(Stored data)
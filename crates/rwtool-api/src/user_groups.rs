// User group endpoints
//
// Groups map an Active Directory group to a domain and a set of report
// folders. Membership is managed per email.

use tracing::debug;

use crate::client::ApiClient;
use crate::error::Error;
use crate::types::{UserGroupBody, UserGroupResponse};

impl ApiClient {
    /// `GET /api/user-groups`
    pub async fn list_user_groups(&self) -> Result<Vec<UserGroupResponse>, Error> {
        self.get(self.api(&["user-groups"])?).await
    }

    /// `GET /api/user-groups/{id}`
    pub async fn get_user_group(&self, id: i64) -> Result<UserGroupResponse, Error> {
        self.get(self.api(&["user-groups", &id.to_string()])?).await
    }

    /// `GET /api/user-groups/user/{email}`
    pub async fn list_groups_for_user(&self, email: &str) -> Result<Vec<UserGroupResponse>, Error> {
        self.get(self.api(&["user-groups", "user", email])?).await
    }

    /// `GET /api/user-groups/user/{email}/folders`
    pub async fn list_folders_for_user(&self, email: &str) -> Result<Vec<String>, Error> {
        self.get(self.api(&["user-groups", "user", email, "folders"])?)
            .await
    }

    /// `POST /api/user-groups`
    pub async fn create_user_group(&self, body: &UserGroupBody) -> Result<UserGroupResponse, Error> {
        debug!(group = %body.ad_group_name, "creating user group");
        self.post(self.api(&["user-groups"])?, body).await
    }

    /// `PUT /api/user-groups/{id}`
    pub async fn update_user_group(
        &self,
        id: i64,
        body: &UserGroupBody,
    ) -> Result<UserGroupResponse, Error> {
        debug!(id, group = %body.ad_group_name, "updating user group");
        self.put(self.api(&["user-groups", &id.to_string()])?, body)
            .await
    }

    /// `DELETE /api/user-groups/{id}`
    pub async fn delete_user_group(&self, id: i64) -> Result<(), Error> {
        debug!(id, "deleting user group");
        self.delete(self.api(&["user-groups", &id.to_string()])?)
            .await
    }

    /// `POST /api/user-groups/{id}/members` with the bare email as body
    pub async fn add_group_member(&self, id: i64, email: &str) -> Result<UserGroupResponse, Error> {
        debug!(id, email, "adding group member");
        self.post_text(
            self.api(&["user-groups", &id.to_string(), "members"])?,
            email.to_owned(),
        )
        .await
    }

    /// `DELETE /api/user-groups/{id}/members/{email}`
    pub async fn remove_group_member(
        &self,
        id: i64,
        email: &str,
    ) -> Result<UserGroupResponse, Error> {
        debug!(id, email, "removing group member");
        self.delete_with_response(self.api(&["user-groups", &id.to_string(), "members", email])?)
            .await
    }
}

§ WHAT TO PRODUCE
Look through the entries and find each line that has the string "ApiClient". Copy those lines.

§ RESPONSE
use crate::client::ApiClient;
impl ApiClient {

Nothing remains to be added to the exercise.